What you will do: For each line in the data below, write an exact copy.

Collected data entries:
——
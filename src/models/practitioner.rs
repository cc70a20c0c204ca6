use serde::{Deserialize, Serialize};

use super::enums::ConsultationMode;

/// Name used when the source record carries none.
pub const UNKNOWN_NAME: &str = "Unknown Doctor";

/// Location used when the source record has no clinic city.
pub const UNKNOWN_LOCATION: &str = "Unknown location";

/// The source feed has no rating field; every practitioner gets this value.
pub const DEFAULT_RATING: f32 = 4.5;

/// Canonical normalized doctor record.
///
/// `specialties` and `consultation_modes` are always present, possibly empty.
/// `consultation_modes` holds each mode at most once, video before clinic.
#[derive(Debug, Clone, PartialEq, Serialize, Deserialize)]
pub struct Practitioner {
    pub id: String,
    pub name: String,
    pub specialties: Vec<String>,
    pub experience_years: u32,
    pub fee: u32,
    pub consultation_modes: Vec<ConsultationMode>,
    pub rating: f32,
    pub location: String,
    pub picture: Option<String>,
}

impl Practitioner {
    pub fn offers(&self, mode: ConsultationMode) -> bool {
        self.consultation_modes.contains(&mode)
    }

    /// True when at least one specialty appears in `wanted`.
    pub fn has_any_specialty(&self, wanted: &[String]) -> bool {
        self.specialties.iter().any(|s| wanted.contains(s))
    }

    /// Case-insensitive substring match against the name.
    /// `needle_lower` must already be lowercased.
    pub fn name_contains(&self, needle_lower: &str) -> bool {
        self.name.to_lowercase().contains(needle_lower)
    }
}

#[cfg(test)]
pub(crate) fn sample(id: &str, name: &str) -> Practitioner {
    Practitioner {
        id: id.into(),
        name: name.into(),
        specialties: Vec::new(),
        experience_years: 0,
        fee: 0,
        consultation_modes: Vec::new(),
        rating: DEFAULT_RATING,
        location: UNKNOWN_LOCATION.into(),
        picture: None,
    }
}

#[cfg(test)]
mod tests {
    use super::*;

    #[test]
    fn name_match_ignores_case() {
        let p = sample("1", "Dr. Subramanium");
        assert!(p.name_contains("ram"));
        assert!(p.name_contains("dr. sub"));
        assert!(!p.name_contains("anita"));
    }

    #[test]
    fn specialty_intersection() {
        let mut p = sample("1", "Dr. A");
        p.specialties = vec!["Dentist".into(), "Dermatologist".into()];
        assert!(p.has_any_specialty(&["Dermatologist".into(), "ENT".into()]));
        assert!(!p.has_any_specialty(&["ENT".into()]));
        assert!(!p.has_any_specialty(&[]));
    }

    #[test]
    fn serializes_snake_case_with_mode_strings() {
        let mut p = sample("7", "Dr. B");
        p.consultation_modes = vec![ConsultationMode::VideoConsult];
        let json = serde_json::to_value(&p).unwrap();
        assert_eq!(json["experience_years"], 0);
        assert_eq!(json["consultation_modes"][0], "Video Consult");
        assert!(json["picture"].is_null());
    }
}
——
Worked solution:
filename src/models/practitioner.rs
repository cc70a20c0c204ca6
use serde::{Deserialize, Serialize};

use super::enums::ConsultationMode;

/// Name used when the source record carries none.
pub const UNKNOWN_NAME: &str = "Unknown Doctor";

/// Location used when the source record has no clinic city.
pub const UNKNOWN_LOCATION: &str = "Unknown location";

/// The source feed has no rating field; every practitioner gets this value.
pub const DEFAULT_RATING: f32 = 4.5;

/// Canonical normalized doctor record.
///
/// `specialties` and `consultation_modes` are always present, possibly empty.
/// `consultation_modes` holds each mode at most once, video before clinic.
#[derive(Debug, Clone, PartialEq, Serialize, Deserialize)]
pub struct Practitioner {
    pub id: String,
    pub name: String,
    pub specialties: Vec<String>,
    pub experience_years: u32,
    pub fee: u32,
    pub consultation_modes: Vec<ConsultationMode>,
    pub rating: f32,
    pub location: String,
    pub picture: Option<String>,
}

impl Practitioner {
    pub fn offers(&self, mode: ConsultationMode) -> bool {
        self.consultation_modes.contains(&mode)
    }

    /// True when at least one specialty appears in `wanted`.
    pub fn has_any_specialty(&self, wanted: &[String]) -> bool {
        self.specialties.iter().any(|s| wanted.contains(s))
    }

    /// Case-insensitive substring match against the name.
    /// `needle_lower` must already be lowercased.
    pub fn name_contains(&self, needle_lower: &str) -> bool {
        self.name.to_lowercase().contains(needle_lower)
    }
}

#[cfg(test)]
pub(crate) fn sample(id: &str, name: &str) -> Practitioner {
    Practitioner {
        id: id.into(),
        name: name.into(),
        specialties: Vec::new(),
        experience_years: 0,
        fee: 0,
        consultation_modes: Vec::new(),
        rating: DEFAULT_RATING,
        location: UNKNOWN_LOCATION.into(),
        picture: None,
    }
}

#[cfg(test)]
mod tests {
    use super::*;

    #[test]
    fn name_match_ignores_case() {
        let p = sample("1", "Dr. Subramanium");
        assert!(p.name_contains("ram"));
        assert!(p.name_contains("dr. sub"));
        assert!(!p.name_contains("anita"));
    }

    #[test]
    fn specialty_intersection() {
        let mut p = sample("1", "Dr. A");
        p.specialties = vec!["Dentist".into(), "Dermatologist".into()];
        assert!(p.has_any_specialty(&["Dermatologist".into(), "ENT".into()]));
        assert!(!p.has_any_specialty(&["ENT".into()]));
        assert!(!p.has_any_specialty(&[]));
    }

    #[test]
    fn serializes_snake_case_with_mode_strings() {
        let mut p = sample("7", "Dr. B");
        p.consultation_modes = vec![ConsultationMode::VideoConsult];
        let json = serde_json::to_value(&p).unwrap();
        assert_eq!(json["experience_years"], 0);
        assert_eq!(json["consultation_modes"][0], "Video Consult");
        assert!(json["picture"].is_null());
    }
}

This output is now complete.